Items from a data source:
▬▬▬▬▬▬

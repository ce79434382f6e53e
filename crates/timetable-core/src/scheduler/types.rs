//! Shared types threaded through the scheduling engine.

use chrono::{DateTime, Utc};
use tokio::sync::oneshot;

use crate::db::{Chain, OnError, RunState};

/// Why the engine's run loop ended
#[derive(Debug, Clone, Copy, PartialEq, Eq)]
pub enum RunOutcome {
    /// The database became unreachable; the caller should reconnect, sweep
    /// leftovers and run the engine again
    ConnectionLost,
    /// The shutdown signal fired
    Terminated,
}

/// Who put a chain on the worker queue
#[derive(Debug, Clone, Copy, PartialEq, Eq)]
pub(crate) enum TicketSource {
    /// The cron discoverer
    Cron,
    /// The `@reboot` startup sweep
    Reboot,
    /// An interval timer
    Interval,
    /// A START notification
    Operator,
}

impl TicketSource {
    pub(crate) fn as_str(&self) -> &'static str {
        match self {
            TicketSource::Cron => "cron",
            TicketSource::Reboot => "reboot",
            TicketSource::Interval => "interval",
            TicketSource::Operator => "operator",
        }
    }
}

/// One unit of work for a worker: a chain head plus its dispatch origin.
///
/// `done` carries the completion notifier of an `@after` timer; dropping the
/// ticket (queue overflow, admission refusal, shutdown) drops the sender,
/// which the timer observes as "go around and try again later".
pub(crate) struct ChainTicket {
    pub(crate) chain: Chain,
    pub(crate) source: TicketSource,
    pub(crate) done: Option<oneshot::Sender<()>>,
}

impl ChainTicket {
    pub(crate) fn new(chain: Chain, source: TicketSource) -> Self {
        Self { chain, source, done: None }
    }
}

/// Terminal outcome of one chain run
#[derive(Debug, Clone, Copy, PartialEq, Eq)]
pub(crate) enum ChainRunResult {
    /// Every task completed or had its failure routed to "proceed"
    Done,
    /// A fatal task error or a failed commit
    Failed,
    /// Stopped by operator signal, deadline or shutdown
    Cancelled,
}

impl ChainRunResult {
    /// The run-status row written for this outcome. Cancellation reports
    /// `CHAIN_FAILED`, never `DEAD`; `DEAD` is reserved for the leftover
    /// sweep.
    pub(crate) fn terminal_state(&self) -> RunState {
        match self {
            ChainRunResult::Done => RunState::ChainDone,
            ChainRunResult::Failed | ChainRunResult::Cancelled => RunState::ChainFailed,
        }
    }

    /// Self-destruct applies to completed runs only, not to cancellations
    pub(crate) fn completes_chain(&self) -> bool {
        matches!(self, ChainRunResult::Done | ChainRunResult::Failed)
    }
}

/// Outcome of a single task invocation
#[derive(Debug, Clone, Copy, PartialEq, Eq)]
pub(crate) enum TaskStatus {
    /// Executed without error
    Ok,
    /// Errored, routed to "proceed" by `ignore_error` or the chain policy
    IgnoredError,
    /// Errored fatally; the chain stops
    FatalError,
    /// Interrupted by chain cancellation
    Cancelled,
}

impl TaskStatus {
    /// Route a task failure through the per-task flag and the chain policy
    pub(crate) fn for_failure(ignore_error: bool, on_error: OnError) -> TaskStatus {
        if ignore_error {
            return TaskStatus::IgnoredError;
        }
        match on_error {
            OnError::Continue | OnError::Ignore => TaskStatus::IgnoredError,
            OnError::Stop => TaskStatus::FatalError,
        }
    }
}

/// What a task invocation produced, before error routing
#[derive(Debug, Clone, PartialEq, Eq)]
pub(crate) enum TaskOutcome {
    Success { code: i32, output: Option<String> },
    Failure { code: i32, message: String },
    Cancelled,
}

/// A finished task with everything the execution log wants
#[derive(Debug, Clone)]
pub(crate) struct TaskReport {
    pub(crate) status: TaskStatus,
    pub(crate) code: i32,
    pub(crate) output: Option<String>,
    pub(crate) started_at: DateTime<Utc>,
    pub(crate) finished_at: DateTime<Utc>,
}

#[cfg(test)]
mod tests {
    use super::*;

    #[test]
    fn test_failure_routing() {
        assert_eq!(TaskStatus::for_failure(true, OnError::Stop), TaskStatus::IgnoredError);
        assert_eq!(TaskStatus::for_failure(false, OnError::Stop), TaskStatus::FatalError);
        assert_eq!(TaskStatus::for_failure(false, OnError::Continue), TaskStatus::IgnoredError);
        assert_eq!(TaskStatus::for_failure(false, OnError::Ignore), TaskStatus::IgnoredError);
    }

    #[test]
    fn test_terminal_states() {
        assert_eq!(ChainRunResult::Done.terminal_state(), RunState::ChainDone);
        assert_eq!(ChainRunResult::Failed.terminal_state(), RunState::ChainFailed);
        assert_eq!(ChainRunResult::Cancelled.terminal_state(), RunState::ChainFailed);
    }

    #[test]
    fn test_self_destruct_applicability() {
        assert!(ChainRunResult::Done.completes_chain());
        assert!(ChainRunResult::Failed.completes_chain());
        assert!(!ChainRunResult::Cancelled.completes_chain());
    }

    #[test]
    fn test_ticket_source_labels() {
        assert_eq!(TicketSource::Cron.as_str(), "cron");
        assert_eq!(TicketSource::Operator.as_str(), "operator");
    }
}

▬▬▬▬▬▬

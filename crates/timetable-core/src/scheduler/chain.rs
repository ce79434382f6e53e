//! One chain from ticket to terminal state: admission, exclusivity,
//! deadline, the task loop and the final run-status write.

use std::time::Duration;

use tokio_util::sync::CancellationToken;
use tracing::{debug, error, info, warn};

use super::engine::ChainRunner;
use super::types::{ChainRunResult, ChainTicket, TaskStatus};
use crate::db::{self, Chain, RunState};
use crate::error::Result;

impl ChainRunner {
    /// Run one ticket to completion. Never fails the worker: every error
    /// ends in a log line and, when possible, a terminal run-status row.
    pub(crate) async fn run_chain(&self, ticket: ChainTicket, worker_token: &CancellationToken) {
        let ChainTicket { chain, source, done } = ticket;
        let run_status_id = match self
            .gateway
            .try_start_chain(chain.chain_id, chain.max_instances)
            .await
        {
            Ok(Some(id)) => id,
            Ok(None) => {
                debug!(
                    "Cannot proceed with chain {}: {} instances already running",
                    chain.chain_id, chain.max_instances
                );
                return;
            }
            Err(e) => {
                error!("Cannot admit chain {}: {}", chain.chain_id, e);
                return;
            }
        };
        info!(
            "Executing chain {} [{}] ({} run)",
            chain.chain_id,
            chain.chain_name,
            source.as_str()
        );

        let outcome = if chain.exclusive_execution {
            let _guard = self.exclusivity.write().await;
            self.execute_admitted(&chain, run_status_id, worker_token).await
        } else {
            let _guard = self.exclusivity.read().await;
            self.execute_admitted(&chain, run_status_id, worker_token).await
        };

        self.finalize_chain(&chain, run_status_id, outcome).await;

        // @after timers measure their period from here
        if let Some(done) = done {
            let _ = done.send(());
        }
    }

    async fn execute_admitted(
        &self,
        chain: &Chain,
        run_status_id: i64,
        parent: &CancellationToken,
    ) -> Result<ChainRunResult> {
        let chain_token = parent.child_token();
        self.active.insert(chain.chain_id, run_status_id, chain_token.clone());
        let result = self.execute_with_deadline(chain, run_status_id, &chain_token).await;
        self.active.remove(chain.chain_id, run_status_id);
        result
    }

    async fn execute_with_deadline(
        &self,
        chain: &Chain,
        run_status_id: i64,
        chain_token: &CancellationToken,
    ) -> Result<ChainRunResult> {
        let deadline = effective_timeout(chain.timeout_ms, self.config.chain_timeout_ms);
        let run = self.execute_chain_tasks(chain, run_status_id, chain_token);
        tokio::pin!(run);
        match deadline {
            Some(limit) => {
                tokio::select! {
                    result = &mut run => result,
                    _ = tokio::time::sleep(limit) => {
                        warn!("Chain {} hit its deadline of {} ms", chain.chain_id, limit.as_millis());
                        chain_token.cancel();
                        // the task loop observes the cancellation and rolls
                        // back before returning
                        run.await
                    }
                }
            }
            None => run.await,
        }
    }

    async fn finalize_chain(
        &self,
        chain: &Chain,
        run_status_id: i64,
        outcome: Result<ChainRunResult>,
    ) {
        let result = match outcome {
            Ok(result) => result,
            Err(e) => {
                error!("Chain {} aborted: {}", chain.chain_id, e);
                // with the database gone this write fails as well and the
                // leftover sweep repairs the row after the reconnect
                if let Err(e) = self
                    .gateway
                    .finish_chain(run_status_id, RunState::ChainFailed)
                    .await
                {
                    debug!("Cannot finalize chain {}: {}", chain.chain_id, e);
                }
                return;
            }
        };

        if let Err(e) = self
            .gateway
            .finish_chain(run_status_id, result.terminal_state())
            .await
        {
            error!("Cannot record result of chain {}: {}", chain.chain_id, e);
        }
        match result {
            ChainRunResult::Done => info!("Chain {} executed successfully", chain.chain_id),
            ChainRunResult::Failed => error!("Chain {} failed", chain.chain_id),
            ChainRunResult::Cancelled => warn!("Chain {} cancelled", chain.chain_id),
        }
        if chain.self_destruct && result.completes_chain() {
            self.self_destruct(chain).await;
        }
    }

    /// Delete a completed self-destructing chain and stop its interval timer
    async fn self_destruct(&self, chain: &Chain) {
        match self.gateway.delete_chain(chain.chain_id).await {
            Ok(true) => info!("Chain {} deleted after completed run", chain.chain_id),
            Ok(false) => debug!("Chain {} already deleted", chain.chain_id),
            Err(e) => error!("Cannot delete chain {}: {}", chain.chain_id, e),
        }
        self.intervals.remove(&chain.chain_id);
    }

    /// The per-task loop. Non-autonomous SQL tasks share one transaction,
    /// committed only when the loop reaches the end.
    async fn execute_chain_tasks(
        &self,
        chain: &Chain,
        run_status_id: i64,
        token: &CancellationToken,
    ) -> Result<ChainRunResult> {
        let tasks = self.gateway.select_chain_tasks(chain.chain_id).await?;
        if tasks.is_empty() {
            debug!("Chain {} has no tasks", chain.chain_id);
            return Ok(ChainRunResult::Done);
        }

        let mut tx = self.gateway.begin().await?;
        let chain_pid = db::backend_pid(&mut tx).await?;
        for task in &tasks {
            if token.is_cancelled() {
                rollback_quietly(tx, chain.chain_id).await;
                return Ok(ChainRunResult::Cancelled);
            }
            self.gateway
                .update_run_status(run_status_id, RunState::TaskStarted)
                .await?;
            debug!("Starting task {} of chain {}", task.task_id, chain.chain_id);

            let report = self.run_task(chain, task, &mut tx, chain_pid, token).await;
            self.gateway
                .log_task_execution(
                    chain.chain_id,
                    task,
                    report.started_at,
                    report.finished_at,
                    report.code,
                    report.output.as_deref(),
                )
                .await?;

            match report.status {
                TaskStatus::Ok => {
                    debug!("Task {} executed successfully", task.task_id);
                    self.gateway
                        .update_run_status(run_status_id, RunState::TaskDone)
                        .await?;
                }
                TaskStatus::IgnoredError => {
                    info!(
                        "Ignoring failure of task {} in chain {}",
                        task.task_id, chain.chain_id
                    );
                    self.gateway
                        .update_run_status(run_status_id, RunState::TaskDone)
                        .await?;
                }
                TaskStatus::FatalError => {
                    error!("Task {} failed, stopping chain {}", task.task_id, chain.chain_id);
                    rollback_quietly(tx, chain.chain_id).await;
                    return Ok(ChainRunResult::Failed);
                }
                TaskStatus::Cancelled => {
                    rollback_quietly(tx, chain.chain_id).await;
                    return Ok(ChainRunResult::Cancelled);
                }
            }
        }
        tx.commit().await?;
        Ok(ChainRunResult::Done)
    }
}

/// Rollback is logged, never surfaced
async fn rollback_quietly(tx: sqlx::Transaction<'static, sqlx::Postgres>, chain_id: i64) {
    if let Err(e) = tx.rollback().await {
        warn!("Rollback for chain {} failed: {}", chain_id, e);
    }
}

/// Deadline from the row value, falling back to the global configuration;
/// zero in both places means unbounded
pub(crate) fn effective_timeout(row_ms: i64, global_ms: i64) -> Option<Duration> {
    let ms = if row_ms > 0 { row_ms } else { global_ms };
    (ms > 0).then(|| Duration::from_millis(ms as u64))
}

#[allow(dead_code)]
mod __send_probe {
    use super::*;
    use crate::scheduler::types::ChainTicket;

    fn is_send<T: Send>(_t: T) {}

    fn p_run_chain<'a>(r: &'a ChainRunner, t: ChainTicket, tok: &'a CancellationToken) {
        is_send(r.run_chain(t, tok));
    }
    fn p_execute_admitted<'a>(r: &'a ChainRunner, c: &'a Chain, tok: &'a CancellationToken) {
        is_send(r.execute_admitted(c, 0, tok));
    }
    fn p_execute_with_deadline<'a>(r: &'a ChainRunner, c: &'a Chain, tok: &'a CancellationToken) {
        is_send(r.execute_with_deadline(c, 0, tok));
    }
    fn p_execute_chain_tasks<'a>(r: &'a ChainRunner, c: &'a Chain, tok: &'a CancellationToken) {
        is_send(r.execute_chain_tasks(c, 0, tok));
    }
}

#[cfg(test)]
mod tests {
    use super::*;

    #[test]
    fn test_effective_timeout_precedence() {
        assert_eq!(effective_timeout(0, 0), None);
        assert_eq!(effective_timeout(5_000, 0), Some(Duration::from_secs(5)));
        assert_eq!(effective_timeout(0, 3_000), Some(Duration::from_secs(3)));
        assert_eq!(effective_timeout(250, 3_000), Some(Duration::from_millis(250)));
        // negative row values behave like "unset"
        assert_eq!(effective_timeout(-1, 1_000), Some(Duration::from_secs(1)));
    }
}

▬▬▬▬▬▬

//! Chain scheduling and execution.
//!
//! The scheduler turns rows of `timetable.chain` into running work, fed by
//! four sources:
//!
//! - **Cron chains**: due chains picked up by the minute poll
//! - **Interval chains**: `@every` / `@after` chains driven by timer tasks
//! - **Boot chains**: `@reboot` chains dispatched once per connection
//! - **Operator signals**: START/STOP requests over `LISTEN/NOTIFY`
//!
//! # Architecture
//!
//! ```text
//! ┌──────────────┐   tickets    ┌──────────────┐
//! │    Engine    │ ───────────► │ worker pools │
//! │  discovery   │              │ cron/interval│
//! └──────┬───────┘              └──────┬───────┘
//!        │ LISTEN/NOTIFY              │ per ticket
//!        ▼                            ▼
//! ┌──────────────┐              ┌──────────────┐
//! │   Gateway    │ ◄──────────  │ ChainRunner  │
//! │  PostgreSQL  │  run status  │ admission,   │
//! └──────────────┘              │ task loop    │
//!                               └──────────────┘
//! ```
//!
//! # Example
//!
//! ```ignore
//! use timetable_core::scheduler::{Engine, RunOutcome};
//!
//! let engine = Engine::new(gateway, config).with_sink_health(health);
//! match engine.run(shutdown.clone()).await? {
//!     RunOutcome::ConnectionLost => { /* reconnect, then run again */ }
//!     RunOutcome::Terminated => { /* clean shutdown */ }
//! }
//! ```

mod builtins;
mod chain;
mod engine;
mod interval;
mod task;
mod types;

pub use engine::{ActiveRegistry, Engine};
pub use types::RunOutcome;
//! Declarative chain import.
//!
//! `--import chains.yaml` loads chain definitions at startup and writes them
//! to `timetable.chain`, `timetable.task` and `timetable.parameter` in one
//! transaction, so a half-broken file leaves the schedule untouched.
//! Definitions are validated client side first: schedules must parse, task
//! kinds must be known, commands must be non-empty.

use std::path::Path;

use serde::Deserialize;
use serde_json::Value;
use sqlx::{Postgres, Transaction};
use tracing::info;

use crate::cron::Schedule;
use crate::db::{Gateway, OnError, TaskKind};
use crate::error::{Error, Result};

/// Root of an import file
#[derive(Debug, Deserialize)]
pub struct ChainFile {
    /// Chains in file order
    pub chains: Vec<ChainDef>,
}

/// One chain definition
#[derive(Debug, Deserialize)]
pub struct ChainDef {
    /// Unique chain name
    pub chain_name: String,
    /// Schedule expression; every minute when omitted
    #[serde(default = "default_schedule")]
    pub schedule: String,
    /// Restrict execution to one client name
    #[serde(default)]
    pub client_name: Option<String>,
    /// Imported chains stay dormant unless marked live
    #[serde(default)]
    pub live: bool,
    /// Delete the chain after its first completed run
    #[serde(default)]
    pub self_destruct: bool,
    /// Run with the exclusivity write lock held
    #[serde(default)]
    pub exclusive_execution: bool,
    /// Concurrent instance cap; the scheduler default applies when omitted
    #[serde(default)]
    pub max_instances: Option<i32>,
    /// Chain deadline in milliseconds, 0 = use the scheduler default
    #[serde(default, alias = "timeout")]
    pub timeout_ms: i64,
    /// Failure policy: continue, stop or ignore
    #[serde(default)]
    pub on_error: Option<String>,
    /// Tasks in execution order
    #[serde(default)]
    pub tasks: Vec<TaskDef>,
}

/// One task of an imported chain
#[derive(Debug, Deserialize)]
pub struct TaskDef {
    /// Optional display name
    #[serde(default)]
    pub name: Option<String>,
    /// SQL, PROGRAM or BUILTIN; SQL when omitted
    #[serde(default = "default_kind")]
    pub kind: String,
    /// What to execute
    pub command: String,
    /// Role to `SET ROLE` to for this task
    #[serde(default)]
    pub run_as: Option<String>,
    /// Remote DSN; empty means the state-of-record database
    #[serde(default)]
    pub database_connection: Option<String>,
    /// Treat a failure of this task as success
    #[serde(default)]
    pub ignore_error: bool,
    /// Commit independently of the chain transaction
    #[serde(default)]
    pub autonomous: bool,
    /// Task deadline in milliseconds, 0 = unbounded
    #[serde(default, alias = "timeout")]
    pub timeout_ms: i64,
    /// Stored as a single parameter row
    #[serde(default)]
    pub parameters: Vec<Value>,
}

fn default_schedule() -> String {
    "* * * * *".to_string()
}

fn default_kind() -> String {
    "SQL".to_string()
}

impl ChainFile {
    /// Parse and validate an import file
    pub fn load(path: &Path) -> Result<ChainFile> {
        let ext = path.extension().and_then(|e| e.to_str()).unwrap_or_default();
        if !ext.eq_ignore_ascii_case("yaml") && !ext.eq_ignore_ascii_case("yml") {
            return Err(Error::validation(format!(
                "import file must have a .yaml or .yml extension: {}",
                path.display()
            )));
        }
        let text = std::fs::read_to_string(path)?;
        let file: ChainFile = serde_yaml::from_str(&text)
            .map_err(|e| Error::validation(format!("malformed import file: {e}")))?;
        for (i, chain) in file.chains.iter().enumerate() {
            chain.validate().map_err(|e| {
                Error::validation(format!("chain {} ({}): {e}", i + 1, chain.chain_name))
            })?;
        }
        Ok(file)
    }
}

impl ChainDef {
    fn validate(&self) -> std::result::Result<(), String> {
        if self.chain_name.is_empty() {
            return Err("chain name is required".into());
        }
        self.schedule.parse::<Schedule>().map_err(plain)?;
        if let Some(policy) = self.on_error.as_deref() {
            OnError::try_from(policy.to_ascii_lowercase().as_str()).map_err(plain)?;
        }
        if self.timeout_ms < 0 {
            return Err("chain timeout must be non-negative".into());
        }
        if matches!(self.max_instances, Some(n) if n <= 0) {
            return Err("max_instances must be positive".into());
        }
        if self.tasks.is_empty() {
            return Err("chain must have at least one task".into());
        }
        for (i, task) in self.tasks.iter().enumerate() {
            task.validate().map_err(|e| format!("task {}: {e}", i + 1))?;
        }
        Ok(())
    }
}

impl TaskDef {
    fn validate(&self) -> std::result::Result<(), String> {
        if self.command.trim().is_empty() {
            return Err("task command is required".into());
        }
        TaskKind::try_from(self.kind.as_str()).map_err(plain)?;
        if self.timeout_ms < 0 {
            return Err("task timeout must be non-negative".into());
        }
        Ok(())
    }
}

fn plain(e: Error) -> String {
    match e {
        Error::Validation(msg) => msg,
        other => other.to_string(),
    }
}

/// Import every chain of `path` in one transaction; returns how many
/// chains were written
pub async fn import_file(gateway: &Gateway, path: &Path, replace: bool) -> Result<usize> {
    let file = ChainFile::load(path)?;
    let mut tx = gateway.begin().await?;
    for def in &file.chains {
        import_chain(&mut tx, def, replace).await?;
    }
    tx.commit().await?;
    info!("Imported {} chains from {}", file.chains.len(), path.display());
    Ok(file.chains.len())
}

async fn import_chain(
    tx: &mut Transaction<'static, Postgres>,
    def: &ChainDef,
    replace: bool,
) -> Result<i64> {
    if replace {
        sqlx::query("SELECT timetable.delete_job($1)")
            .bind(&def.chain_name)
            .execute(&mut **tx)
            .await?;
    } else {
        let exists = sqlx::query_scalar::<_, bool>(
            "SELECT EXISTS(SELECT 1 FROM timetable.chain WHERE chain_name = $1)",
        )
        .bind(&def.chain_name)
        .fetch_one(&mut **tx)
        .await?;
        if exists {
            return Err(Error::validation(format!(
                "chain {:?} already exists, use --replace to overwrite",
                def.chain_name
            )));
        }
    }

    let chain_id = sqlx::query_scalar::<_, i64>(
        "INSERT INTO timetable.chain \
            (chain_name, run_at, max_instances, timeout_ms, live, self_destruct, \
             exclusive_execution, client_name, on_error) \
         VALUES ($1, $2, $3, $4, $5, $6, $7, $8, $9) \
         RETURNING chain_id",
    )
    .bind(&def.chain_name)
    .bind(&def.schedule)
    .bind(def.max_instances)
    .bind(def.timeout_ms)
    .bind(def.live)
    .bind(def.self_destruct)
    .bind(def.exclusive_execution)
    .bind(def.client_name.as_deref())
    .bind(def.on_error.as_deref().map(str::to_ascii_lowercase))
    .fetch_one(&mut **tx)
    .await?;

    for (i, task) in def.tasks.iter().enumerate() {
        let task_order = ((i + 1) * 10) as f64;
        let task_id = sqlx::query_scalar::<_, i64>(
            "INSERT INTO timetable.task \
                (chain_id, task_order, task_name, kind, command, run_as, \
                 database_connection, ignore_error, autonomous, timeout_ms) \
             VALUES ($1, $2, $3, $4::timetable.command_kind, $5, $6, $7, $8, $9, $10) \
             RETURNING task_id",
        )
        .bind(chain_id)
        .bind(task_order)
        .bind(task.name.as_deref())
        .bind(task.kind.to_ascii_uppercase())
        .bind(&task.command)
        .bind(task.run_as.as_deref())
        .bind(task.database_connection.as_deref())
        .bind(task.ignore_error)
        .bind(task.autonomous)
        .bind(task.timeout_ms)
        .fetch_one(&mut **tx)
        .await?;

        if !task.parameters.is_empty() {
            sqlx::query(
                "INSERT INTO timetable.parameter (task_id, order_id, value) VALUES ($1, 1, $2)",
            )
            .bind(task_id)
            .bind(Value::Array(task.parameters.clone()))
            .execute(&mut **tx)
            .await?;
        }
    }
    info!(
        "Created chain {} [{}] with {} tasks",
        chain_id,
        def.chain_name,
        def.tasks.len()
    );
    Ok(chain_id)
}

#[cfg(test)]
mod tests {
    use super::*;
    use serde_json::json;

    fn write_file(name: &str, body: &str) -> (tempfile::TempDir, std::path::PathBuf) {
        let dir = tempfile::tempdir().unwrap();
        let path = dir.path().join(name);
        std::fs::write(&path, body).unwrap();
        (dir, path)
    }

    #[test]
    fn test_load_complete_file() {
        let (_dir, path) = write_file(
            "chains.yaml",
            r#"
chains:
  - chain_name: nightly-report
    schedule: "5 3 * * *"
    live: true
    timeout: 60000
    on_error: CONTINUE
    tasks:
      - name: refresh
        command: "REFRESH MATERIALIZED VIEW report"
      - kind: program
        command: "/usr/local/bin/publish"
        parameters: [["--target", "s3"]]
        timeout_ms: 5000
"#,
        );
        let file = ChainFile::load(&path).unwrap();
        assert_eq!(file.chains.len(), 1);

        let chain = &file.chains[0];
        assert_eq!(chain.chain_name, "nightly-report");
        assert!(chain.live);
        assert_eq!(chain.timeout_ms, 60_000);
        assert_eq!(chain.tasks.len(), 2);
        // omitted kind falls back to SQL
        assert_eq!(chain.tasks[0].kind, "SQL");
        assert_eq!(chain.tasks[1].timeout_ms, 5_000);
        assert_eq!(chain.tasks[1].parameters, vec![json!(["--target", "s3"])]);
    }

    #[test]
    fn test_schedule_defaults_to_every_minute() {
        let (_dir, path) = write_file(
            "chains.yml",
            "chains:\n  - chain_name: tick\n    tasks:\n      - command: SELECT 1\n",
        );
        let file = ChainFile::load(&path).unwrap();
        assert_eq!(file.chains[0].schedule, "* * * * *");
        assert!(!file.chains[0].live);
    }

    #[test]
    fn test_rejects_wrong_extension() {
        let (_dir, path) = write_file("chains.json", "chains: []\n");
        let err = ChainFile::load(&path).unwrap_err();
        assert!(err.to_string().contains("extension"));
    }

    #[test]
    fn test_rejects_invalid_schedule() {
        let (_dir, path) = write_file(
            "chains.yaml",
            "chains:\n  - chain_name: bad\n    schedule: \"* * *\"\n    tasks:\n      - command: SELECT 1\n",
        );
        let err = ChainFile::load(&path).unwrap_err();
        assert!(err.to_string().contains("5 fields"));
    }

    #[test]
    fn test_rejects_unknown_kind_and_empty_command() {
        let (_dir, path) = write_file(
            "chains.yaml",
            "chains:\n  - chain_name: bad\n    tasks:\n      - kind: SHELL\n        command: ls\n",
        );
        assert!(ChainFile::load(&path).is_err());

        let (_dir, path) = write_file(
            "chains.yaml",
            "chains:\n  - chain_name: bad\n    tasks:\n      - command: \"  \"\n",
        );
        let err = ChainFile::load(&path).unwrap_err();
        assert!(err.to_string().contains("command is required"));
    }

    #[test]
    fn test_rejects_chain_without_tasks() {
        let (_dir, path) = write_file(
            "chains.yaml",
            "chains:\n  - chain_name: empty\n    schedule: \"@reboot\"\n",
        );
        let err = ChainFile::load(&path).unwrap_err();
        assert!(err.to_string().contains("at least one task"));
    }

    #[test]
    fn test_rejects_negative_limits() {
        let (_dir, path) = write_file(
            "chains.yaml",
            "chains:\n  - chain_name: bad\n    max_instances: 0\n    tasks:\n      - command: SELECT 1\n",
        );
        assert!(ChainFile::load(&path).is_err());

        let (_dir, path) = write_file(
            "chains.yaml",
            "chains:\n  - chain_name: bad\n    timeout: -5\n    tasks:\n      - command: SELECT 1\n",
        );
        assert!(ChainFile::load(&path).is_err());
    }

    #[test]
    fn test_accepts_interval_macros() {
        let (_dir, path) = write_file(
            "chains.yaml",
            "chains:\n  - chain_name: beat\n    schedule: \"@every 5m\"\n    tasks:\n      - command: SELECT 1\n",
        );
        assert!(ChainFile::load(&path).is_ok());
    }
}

▬▬▬▬▬▬

WHAT IS BEING ASKED: Those lines of the records that contain the string "least" should be identified and copied.

RESPONSE TO THIS EXERCISE:
            return Err("chain must have at least one task".into());
        assert!(err.to_string().contains("at least one task"));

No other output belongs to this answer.